▶ _Problem to work on_
Report back each line of the data that contains the word "Copy".

▶ _Records provided_
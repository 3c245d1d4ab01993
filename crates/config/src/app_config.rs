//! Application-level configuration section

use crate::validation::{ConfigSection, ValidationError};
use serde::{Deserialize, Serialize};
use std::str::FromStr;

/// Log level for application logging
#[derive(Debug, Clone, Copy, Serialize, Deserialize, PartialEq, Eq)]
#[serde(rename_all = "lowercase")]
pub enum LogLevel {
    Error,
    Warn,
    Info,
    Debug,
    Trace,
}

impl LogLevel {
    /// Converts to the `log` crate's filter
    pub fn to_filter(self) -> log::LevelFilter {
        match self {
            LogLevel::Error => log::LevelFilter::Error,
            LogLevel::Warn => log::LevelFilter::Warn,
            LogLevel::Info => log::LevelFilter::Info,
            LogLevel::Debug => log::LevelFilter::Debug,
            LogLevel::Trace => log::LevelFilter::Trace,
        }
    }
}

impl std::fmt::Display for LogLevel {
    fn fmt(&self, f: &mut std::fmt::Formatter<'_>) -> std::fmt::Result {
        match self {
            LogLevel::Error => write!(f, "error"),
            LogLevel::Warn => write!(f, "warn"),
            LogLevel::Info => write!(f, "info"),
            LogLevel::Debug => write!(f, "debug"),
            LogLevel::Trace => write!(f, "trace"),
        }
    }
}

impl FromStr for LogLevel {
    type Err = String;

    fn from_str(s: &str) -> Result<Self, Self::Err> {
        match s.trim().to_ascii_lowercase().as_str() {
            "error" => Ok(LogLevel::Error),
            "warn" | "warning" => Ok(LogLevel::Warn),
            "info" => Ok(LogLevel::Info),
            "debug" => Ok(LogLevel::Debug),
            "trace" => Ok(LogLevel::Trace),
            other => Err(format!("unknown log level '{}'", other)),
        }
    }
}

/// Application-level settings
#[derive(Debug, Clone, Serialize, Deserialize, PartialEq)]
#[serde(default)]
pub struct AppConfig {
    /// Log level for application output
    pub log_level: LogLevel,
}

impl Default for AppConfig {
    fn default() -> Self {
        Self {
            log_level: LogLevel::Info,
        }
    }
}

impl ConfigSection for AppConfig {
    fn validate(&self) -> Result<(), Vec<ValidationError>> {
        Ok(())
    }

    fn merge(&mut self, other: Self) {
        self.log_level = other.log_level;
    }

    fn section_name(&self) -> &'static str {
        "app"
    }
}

==

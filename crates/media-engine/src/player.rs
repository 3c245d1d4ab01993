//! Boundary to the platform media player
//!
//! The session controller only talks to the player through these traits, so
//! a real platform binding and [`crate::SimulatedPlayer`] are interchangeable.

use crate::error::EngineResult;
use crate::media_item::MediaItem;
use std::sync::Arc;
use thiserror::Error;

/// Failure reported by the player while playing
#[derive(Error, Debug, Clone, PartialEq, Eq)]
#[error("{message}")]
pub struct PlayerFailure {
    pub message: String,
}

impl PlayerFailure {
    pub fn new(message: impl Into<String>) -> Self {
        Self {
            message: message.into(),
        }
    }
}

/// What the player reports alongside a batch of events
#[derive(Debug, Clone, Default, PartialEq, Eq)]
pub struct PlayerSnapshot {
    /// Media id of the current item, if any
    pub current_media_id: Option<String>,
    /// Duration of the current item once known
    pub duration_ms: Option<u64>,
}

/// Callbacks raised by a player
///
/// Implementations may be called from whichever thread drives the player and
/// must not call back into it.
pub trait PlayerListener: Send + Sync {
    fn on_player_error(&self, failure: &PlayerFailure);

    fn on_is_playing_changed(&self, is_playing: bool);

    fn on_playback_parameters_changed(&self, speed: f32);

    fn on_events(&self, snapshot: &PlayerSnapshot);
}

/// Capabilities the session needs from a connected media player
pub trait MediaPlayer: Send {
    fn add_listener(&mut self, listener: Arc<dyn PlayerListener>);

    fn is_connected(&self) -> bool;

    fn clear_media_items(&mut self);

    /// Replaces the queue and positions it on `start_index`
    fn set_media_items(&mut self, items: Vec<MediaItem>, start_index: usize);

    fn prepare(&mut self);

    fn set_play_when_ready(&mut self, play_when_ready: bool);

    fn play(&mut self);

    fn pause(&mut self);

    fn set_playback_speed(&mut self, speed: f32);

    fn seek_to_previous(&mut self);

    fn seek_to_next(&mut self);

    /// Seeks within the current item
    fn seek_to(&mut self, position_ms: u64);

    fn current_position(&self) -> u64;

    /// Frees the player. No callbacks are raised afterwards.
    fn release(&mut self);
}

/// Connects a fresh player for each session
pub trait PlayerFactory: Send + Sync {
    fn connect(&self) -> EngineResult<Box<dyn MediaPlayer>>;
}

* * *

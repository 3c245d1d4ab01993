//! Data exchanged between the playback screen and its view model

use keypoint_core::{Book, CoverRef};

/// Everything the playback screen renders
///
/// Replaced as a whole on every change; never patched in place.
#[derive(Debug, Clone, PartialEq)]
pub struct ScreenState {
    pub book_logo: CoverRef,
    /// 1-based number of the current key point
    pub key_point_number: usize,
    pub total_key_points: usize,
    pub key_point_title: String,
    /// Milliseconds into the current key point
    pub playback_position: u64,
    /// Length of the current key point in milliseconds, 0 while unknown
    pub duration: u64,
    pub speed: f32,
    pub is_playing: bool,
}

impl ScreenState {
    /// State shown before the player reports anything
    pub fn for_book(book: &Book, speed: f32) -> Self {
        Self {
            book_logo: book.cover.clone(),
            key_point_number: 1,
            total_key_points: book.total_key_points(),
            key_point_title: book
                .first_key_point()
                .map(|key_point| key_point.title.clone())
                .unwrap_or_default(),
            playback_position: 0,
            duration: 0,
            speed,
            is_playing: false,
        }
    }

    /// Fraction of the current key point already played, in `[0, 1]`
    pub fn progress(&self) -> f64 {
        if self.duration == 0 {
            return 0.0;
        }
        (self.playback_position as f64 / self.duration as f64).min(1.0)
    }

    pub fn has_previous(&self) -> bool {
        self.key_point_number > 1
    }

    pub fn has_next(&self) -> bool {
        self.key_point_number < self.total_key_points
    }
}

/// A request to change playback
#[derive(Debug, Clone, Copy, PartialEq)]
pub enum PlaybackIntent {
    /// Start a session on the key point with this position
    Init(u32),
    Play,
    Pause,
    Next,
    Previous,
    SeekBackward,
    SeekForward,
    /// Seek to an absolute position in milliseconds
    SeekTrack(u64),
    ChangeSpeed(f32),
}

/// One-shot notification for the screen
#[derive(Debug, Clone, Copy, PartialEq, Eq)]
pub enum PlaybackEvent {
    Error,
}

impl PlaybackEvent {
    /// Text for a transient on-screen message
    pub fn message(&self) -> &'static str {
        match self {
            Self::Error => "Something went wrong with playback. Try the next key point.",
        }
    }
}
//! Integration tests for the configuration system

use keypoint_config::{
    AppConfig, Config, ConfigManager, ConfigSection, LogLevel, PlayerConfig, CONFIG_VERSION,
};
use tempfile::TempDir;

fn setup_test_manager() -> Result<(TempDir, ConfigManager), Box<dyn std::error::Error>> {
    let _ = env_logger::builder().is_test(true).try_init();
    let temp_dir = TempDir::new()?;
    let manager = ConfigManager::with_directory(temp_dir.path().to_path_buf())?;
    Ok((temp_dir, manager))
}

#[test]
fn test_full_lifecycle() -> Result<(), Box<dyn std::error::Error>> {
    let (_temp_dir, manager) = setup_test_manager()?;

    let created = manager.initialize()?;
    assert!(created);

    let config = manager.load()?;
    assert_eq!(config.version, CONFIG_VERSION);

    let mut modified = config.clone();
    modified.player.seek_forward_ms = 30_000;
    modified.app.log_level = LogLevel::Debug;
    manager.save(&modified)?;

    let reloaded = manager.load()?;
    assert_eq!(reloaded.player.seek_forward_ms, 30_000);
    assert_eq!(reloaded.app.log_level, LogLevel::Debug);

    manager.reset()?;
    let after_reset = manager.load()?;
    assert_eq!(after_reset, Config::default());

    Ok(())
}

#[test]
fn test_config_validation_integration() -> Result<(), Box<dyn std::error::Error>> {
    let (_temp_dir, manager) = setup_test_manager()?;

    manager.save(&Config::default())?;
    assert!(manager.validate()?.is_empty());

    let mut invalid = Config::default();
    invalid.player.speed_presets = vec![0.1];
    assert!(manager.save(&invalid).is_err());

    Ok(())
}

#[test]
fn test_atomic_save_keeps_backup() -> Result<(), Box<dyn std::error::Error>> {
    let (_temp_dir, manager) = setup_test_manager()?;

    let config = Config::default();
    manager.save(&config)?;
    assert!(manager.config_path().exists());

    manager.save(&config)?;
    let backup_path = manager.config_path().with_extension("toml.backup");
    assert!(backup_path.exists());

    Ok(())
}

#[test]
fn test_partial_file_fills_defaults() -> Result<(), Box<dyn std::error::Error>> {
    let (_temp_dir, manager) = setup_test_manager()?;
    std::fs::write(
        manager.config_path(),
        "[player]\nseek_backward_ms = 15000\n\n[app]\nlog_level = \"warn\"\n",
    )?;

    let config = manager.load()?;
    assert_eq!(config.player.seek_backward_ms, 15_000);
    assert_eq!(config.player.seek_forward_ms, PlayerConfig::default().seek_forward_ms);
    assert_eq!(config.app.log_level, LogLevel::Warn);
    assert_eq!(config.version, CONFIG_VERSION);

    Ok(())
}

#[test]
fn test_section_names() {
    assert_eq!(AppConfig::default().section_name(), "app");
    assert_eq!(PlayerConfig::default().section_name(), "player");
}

▶ _Reply to the task_
#[derive(Debug, Clone, Copy, Serialize, Deserialize, PartialEq, Eq)]
#[derive(Debug, Clone, Copy, PartialEq)]
#[derive(Debug, Clone, Copy, PartialEq, Eq)]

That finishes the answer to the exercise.